» Provided entries
impl<T: Transport> Client<T> {
    /// Read `values.len()` coils starting at `address` (function code
    /// `0x01`).
    ///
    /// The destination element type may be `bool`, `u8` or `u16`; bits
    /// arrive as `false`/`true` or `0`/`1` accordingly.
    pub fn read_coils<V: From<bool>>(
        &mut self,
        slave_id: SlaveId,
        address: Address,
        values: &mut [V],
        timeout: Duration,
    ) -> Result<(), Error> {
        self.read_bits(FunctionCode::ReadCoils, slave_id, address, values, timeout)
    }

    /// Read `values.len()` discrete inputs starting at `address`
    /// (function code `0x02`).
    pub fn read_discrete_inputs<V: From<bool>>(
        &mut self,
        slave_id: SlaveId,
        address: Address,
        values: &mut [V],
        timeout: Duration,
    ) -> Result<(), Error> {
        self.read_bits(
            FunctionCode::ReadDiscreteInputs,
            slave_id,
            address,
            values,
            timeout,
        )
    }

    fn read_bits<V: From<bool>>(
        &mut self,
        function: FunctionCode,
        slave_id: SlaveId,
        address: Address,
        values: &mut [V],
        timeout: Duration,
    ) -> Result<(), Error> {
        if values.len() > 2000 {
            return Err(Error::RequestTooLarge);
        }
        let mut buffer = [0u8; SCRATCH_LEN];
        BigEndian::write_u16(&mut buffer[0..], address);
        BigEndian::write_u16(&mut buffer[2..], values.len() as Quantity);
        let n_expected = packed_coils_len(values.len()) + 1;
        let n = self
            .transport
            .raw_command(slave_id, function, &mut buffer, 4, n_expected, timeout)?;
        if n != n_expected || buffer[0] as usize != n_expected - 1 {
            return Err(Error::InvalidResponse);
        }
        unpack_coils(&buffer[1..n], values);
        Ok(())
    }

    /// Read `values.len()` holding registers starting at `address`
    /// (function code `0x03`).
    pub fn read_holding_registers(
        &mut self,
        slave_id: SlaveId,
        address: Address,
        values: &mut [Word],
        timeout: Duration,
    ) -> Result<(), Error> {
        self.read_words(
            FunctionCode::ReadHoldingRegisters,
            slave_id,
            address,
            values,
            timeout,
        )
    }

    /// Read `values.len()` input registers starting at `address`
    /// (function code `0x04`).
    pub fn read_input_registers(
        &mut self,
        slave_id: SlaveId,
        address: Address,
        values: &mut [Word],
        timeout: Duration,
    ) -> Result<(), Error> {
        self.read_words(
            FunctionCode::ReadInputRegisters,
            slave_id,
            address,
            values,
            timeout,
        )
    }

    fn read_words(
        &mut self,
        function: FunctionCode,
        slave_id: SlaveId,
        address: Address,
        values: &mut [Word],
        timeout: Duration,
    ) -> Result<(), Error> {
        if values.len() > 125 {
            return Err(Error::RequestTooLarge);
        }
        let mut buffer = [0u8; SCRATCH_LEN];
        BigEndian::write_u16(&mut buffer[0..], address);
        BigEndian::write_u16(&mut buffer[2..], values.len() as Quantity);
        let n_expected = values.len() * 2 + 1;
        let n = self
            .transport
            .raw_command(slave_id, function, &mut buffer, 4, n_expected, timeout)?;
        if n != n_expected || buffer[0] as usize != n_expected - 1 {
            return Err(Error::InvalidResponse);
        }
        for (i, value) in values.iter_mut().enumerate() {
            *value = BigEndian::read_u16(&buffer[1 + i * 2..]);
        }
        Ok(())
    }

    /// Switch the coil at `address` on or off (function code `0x05`).
    pub fn write_single_coil(
        &mut self,
        slave_id: SlaveId,
        address: Address,
        value: Coil,
        timeout: Duration,
    ) -> Result<(), Error> {
        let mut request = [0u8; 4];
        BigEndian::write_u16(&mut request[0..], address);
        BigEndian::write_u16(&mut request[2..], bool_to_u16_coil(value));
        self.write_echo(FunctionCode::WriteSingleCoil, slave_id, &request, timeout)
    }

    /// Write `value` into the holding register at `address` (function
    /// code `0x06`).
    pub fn write_single_register(
        &mut self,
        slave_id: SlaveId,
        address: Address,
        value: Word,
        timeout: Duration,
    ) -> Result<(), Error> {
        let mut request = [0u8; 4];
        BigEndian::write_u16(&mut request[0..], address);
        BigEndian::write_u16(&mut request[2..], value);
        self.write_echo(
            FunctionCode::WriteSingleRegister,
            slave_id,
            &request,
            timeout,
        )
    }

    /// Update the holding register at `address` to
    /// `(current & and_mask) | (or_mask & !and_mask)` (function code
    /// `0x16`).
    pub fn mask_write_register(
        &mut self,
        slave_id: SlaveId,
        address: Address,
        and_mask: Word,
        or_mask: Word,
        timeout: Duration,
    ) -> Result<(), Error> {
        let mut request = [0u8; 6];
        BigEndian::write_u16(&mut request[0..], address);
        BigEndian::write_u16(&mut request[2..], and_mask);
        BigEndian::write_u16(&mut request[4..], or_mask);
        self.write_echo(FunctionCode::MaskWriteRegister, slave_id, &request, timeout)
    }

    /// Send `request` and require the response to echo it byte for byte.
    fn write_echo(
        &mut self,
        function: FunctionCode,
        slave_id: SlaveId,
        request: &[u8],
        timeout: Duration,
    ) -> Result<(), Error> {
        let mut buffer = [0u8; SCRATCH_LEN];
        buffer[..request.len()].copy_from_slice(request);
        let n = self.transport.raw_command(
            slave_id,
            function,
            &mut buffer,
            request.len(),
            request.len(),
            timeout,
        )?;
        if buffer[..n] != *request {
            return Err(Error::InvalidResponse);
        }
        Ok(())
    }

    /// Write a run of coils starting at `address` (function code `0x0F`).
    pub fn write_multiple_coils(
        &mut self,
        slave_id: SlaveId,
        address: Address,
        values: &[Coil],
        timeout: Duration,
    ) -> Result<(), Error> {
        if values.len() > 1968 {
            return Err(Error::RequestTooLarge);
        }
        let n_data_bytes = packed_coils_len(values.len());
        let mut buffer = [0u8; SCRATCH_LEN];
        BigEndian::write_u16(&mut buffer[0..], address);
        BigEndian::write_u16(&mut buffer[2..], values.len() as Quantity);
        buffer[4] = n_data_bytes as u8;
        pack_coils(values, &mut buffer[5..5 + n_data_bytes]);
        self.write_multiple(
            FunctionCode::WriteMultipleCoils,
            slave_id,
            &mut buffer,
            5 + n_data_bytes,
            timeout,
        )
    }

    /// Write a run of holding registers starting at `address` (function
    /// code `0x10`).
    pub fn write_multiple_registers(
        &mut self,
        slave_id: SlaveId,
        address: Address,
        values: &[Word],
        timeout: Duration,
    ) -> Result<(), Error> {
        if values.len() > 123 {
            return Err(Error::RequestTooLarge);
        }
        let mut buffer = [0u8; SCRATCH_LEN];
        BigEndian::write_u16(&mut buffer[0..], address);
        BigEndian::write_u16(&mut buffer[2..], values.len() as Quantity);
        buffer[4] = (values.len() * 2) as u8;
        for (i, value) in values.iter().enumerate() {
            BigEndian::write_u16(&mut buffer[5 + i * 2..], *value);
        }
        self.write_multiple(
            FunctionCode::WriteMultipleRegisters,
            slave_id,
            &mut buffer,
            5 + values.len() * 2,
            timeout,
        )
    }

    /// Send a multi-value write and require the response to echo the
    /// address and count fields of the request.
    fn write_multiple(
        &mut self,
        function: FunctionCode,
        slave_id: SlaveId,
        buffer: &mut [u8; SCRATCH_LEN],
        request_len: usize,
        timeout: Duration,
    ) -> Result<(), Error> {
        let mut head = [0u8; 4];
        head.copy_from_slice(&buffer[0..4]);
        let n = self
            .transport
            .raw_command(slave_id, function, buffer, request_len, 4, timeout)?;
        if buffer[..n] != head {
            return Err(Error::InvalidResponse);
        }
        Ok(())
    }

    /// Write coils, choosing the single-coil form (`0x05`) when there is
    /// exactly one value and the multi-coil form (`0x0F`) otherwise.
    pub fn write_coils(
        &mut self,
        slave_id: SlaveId,
        address: Address,
        values: &[Coil],
        timeout: Duration,
    ) -> Result<(), Error> {
        if values.len() == 1 {
            self.write_single_coil(slave_id, address, values[0], timeout)
        } else {
            self.write_multiple_coils(slave_id, address, values, timeout)
        }
    }

    /// Write registers, choosing the single-register form (`0x06`) when
    /// there is exactly one value and the multi-register form (`0x10`)
    /// otherwise.
    pub fn write_registers(
        &mut self,
        slave_id: SlaveId,
        address: Address,
        values: &[Word],
        timeout: Duration,
    ) -> Result<(), Error> {
        if values.len() == 1 {
            self.write_single_register(slave_id, address, values[0], timeout)
        } else {
            self.write_multiple_registers(slave_id, address, values, timeout)
        }
    }

    /// Read record words from one or more files (function code `0x14`).
    pub fn read_file_record(
        &mut self,
        slave_id: SlaveId,
        groups: &mut [ReadFileGroup<'_>],
        timeout: Duration,
    ) -> Result<(), Error> {
        if groups.len() > 35 {
            return Err(Error::RequestTooLarge);
        }
        let mut n_expected = 1;
        for group in groups.iter() {
            n_expected += group.data.len() * 2 + 2;
            if n_expected > SCRATCH_LEN {
                return Err(Error::RequestTooLarge);
            }
        }
        let mut buffer = [0u8; SCRATCH_LEN];
        buffer[0] = (groups.len() * 7) as u8;
        let mut p = 1;
        for group in groups.iter() {
            buffer[p] = 0x06;
            BigEndian::write_u16(&mut buffer[p + 1..], group.file_number);
            BigEndian::write_u16(&mut buffer[p + 3..], group.address);
            BigEndian::write_u16(&mut buffer[p + 5..], group.data.len() as Quantity);
            p += 7;
        }
        let n = self.transport.raw_command(
            slave_id,
            FunctionCode::ReadFileRecord,
            &mut buffer,
            p,
            n_expected,
            timeout,
        )?;
        if n != n_expected || buffer[0] as usize != n_expected - 1 {
            return Err(Error::InvalidResponse);
        }
        let mut p = 1;
        for group in groups.iter_mut() {
            // Each group answers with its own length and the constant
            // reference type 0x06.
            if buffer[p] as usize != 1 + group.data.len() * 2 || buffer[p + 1] != 0x06 {
                return Err(Error::InvalidResponse);
            }
            p += 2;
            for value in group.data.iter_mut() {
                *value = BigEndian::read_u16(&buffer[p..]);
                p += 2;
            }
        }
        Ok(())
    }

    /// Write record words into one or more files (function code `0x15`).
    pub fn write_file_record(
        &mut self,
        slave_id: SlaveId,
        groups: &[WriteFileGroup<'_>],
        timeout: Duration,
    ) -> Result<(), Error> {
        let mut n_bytes = 1;
        for group in groups {
            n_bytes += group.data.len() * 2 + 7;
            if n_bytes > SCRATCH_LEN {
                return Err(Error::RequestTooLarge);
            }
        }
        let mut buffer = [0u8; SCRATCH_LEN];
        buffer[0] = (n_bytes - 1) as u8;
        let mut p = 1;
        for group in groups {
            buffer[p] = 0x06;
            BigEndian::write_u16(&mut buffer[p + 1..], group.file_number);
            BigEndian::write_u16(&mut buffer[p + 3..], group.address);
            BigEndian::write_u16(&mut buffer[p + 5..], group.data.len() as Quantity);
            p += 7;
            for value in group.data {
                BigEndian::write_u16(&mut buffer[p..], *value);
                p += 2;
            }
        }
        // The response must echo the whole request, which the shared
        // scratch no longer holds once the reply lands in it.
        let request = buffer;
        let n = self.transport.raw_command(
            slave_id,
            FunctionCode::WriteFileRecord,
            &mut buffer,
            p,
            p,
            timeout,
        )?;
        if buffer[..n] != request[..p] {
            return Err(Error::InvalidResponse);
        }
        Ok(())
    }

    /// Write one run of holding registers and read another in a single
    /// transaction (function code `0x17`). The write is performed before
    /// the read.
    pub fn read_write_registers(
        &mut self,
        slave_id: SlaveId,
        write_address: Address,
        write_values: &[Word],
        read_address: Address,
        read_values: &mut [Word],
        timeout: Duration,
    ) -> Result<(), Error> {
        if read_values.len() > 125 || write_values.len() > 121 {
            return Err(Error::RequestTooLarge);
        }
        let mut buffer = [0u8; SCRATCH_LEN];
        BigEndian::write_u16(&mut buffer[0..], read_address);
        BigEndian::write_u16(&mut buffer[2..], read_values.len() as Quantity);
        BigEndian::write_u16(&mut buffer[4..], write_address);
        BigEndian::write_u16(&mut buffer[6..], write_values.len() as Quantity);
        buffer[8] = (write_values.len() * 2) as u8;
        let mut p = 9;
        for value in write_values {
            BigEndian::write_u16(&mut buffer[p..], *value);
            p += 2;
        }
        let n_expected = read_values.len() * 2 + 1;
        let n = self.transport.raw_command(
            slave_id,
            FunctionCode::ReadWriteMultipleRegisters,
            &mut buffer,
            p,
            n_expected,
            timeout,
        )?;
        if n != n_expected || buffer[0] as usize != n_expected - 1 {
            return Err(Error::InvalidResponse);
        }
        for (i, value) in read_values.iter_mut().enumerate() {
            *value = BigEndian::read_u16(&buffer[1 + i * 2..]);
        }
        Ok(())
    }
}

» What is expected
In the records above, how many lines contain the string "groups"? State that number only.

» Response to this exercise
9